About six months after Kapitoil came out, in October 2010, a friend emailed me asking if I had any ideas for a humor book we could collaborate on. Off the top of my head, I suggested a parody of a pop-star autobiography. Soon after replying, I wondered if this subject matter might fare well as a realistic novel. I had been stumbling along in my little publishing-world microcosm, an adult with a bundle of nerves, and had noticed Justin Bieber, a mere teenager, lapping up global attention. He seemed designed for the rigors and demands of fame; he looked like he was (mostly) enjoying it. What if, though, someone with a mental makeup more like my own had been placed in his position from a very young age? That afternoon, I wrote three thousand words in Jonny’s voice, and raced through a first draft in six months.
Jane, Jonny’s complicated manager and mother, often pushes her young son past his breaking point for the sake of a few extra dollars, yet she also clearly genuinely loves Jonny. It seems almost as if Jane can’t separate her love for him from her ambition. Do you have sympathy for Jane, despite her flaws? Do you think readers should?
I do have sympathy for Jane, and tried to write her as a figure who defies the stage-mom stereotype. She loves Jonny deeply, though it’s worth questioning when that love is selfless versus self-serving. I imagine most readers will dislike her, but hope they see her as a complex character with her own unmet desires.
Jonny becomes increasingly fixated on finding his father: defying his mother, and often his better judgment, in the process. What void is Jonny trying to fill with his search? To you, is Jonny’s journey more about filling this emptiness inside him, or more about accepting that there is an emptiness to begin with?
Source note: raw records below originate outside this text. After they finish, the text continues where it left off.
//! Per-packet header for eRPC data packets.
//!
//! The header is 16 bytes, stored as two little-endian 64-bit words:
//!
//! ```text
//! word 0: req_type:8 | msg_size:24 | dest_session_num:16 | pkt_type:2 | pkt_num:14
//! word 1: req_num:44 | magic:4 | reserved:16
//! ```
//!
//! Headers live inside message buffers at addresses that are not always
//! 8-byte aligned (received packets are aliased in place), so all accesses
//! go through unaligned reads and writes.

/// Packet header size in bytes.
pub const PKT_HDR_SIZE: usize = 16;

/// Magic value stored in every valid header (4 bits).
pub const PKT_HDR_MAGIC: u8 = 11;

/// Maximum message size (24 bits).
pub const MAX_MSG_SIZE: usize = (1 << 24) - 1;

/// Maximum request number (44 bits).
pub const MAX_REQ_NUM: u64 = (1 << 44) - 1;

/// Maximum packet number (14 bits).
pub const MAX_PKT_NUM: u16 = (1 << 14) - 1;

/// Packet type (2 bits).
#[derive(Debug, Clone, Copy, PartialEq, Eq)]
#[repr(u8)]
pub enum PktType {
    /// Request data packet.
    Req = 0,
    /// Request-for-response, sent by the client to pull later response packets.
    Rfr = 1,
    /// Explicit credit return.
    ExplCr = 2,
    /// Response data packet.
    Resp = 3,
}

impl PktType {
    fn from_bits(bits: u64) -> Self {
        match bits & 0x3 {
            0 => PktType::Req,
            1 => PktType::Rfr,
            2 => PktType::ExplCr,
            _ => PktType::Resp,
        }
    }
}

/// Packet header (16 bytes).
#[derive(Debug, Clone, Copy, PartialEq, Eq, Default)]
#[repr(C)]
pub struct PktHdr {
    w0: u64,
    w1: u64,
}

const MSG_SIZE_SHIFT: u32 = 8;
const SESSION_SHIFT: u32 = 32;
const PKT_TYPE_SHIFT: u32 = 48;
const PKT_NUM_SHIFT: u32 = 50;
const MAGIC_SHIFT: u32 = 44;

impl PktHdr {
    /// Create a new packet header carrying the magic value.
    pub fn new(
        req_type: u8,
        msg_size: usize,
        dest_session_num: u16,
        pkt_type: PktType,
        pkt_num: u16,
        req_num: u64,
    ) -> Self {
        debug_assert!(msg_size <= MAX_MSG_SIZE);
        debug_assert!(pkt_num <= MAX_PKT_NUM);
        debug_assert!(req_num <= MAX_REQ_NUM);

        let w0 = (req_type as u64)
            | (((msg_size & MAX_MSG_SIZE) as u64) << MSG_SIZE_SHIFT)
            | ((dest_session_num as u64) << SESSION_SHIFT)
            | ((pkt_type as u64) << PKT_TYPE_SHIFT)
            | (((pkt_num & MAX_PKT_NUM) as u64) << PKT_NUM_SHIFT);
        let w1 = (req_num & MAX_REQ_NUM) | ((PKT_HDR_MAGIC as u64) << MAGIC_SHIFT);
        Self { w0, w1 }
    }

    /// A header with every field zero except the magic value.
    pub fn blank() -> Self {
        Self {
            w0: 0,
            w1: (PKT_HDR_MAGIC as u64) << MAGIC_SHIFT,
        }
    }

    #[inline]
    pub fn req_type(&self) -> u8 {
        self.w0 as u8
    }

    #[inline]
    pub fn msg_size(&self) -> usize {
        ((self.w0 >> MSG_SIZE_SHIFT) as usize) & MAX_MSG_SIZE
    }

    #[inline]
    pub fn dest_session_num(&self) -> u16 {
        (self.w0 >> SESSION_SHIFT) as u16
    }

    #[inline]
    pub fn pkt_type(&self) -> PktType {
        PktType::from_bits(self.w0 >> PKT_TYPE_SHIFT)
    }

    #[inline]
    pub fn pkt_num(&self) -> u16 {
        (self.w0 >> PKT_NUM_SHIFT) as u16 & MAX_PKT_NUM
    }

    #[inline]
    pub fn req_num(&self) -> u64 {
        self.w1 & MAX_REQ_NUM
    }

    #[inline]
    pub fn magic(&self) -> u8 {
        ((self.w1 >> MAGIC_SHIFT) & 0xF) as u8
    }

    /// Check if the magic value is present.
    #[inline]
    pub fn is_valid(&self) -> bool {
        self.magic() == PKT_HDR_MAGIC
    }

    /// Write the header to `dst`.
    ///
    /// # Safety
    /// `dst` must be valid for writes of PKT_HDR_SIZE bytes.
    #[inline]
    pub unsafe fn write_to(&self, dst: *mut u8) {
        unsafe {
            std::ptr::write_unaligned(dst as *mut u64, self.w0.to_le());
            std::ptr::write_unaligned(dst.add(8) as *mut u64, self.w1.to_le());
        }
    }

    /// Read a header from `src`.
    ///
    /// # Safety
    /// `src` must be valid for reads of PKT_HDR_SIZE bytes.
    #[inline]
    pub unsafe fn read_from(src: *const u8) -> Self {
        unsafe {
            Self {
                w0: u64::from_le(std::ptr::read_unaligned(src as *const u64)),
                w1: u64::from_le(std::ptr::read_unaligned(src.add(8) as *const u64)),
            }
        }
    }

    /// Number of packets needed to carry `msg_size` bytes at the given MTU.
    pub fn calc_num_pkts(msg_size: usize, mtu: usize) -> usize {
        debug_assert!(mtu > PKT_HDR_SIZE);
        let data_per_pkt = mtu - PKT_HDR_SIZE;
        msg_size.div_ceil(data_per_pkt).max(1)
    }
}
His story, to me, is the archetypal journey of the teenager (though he’s not yet twelve): attempting to figure out your own identity and, in the process, shedding the protective skin of your guardians (in his case, Jane). Usually, that process includes a measure of angry rebellion, which bubbles up to the surface once in a while for Jonny. What he’s really searching for, beyond his own authentic self hidden somewhere beneath the Jonny Valentine brand, is love—the capacity to love someone else who will stick around and provide unconditional love in return. He finds an ersatz version of this in his fans’ adoration, and through other members of his entourage, but none of them can provide the same permanent contract of love that family can. Readers can determine for themselves how he responds by the end of the novel.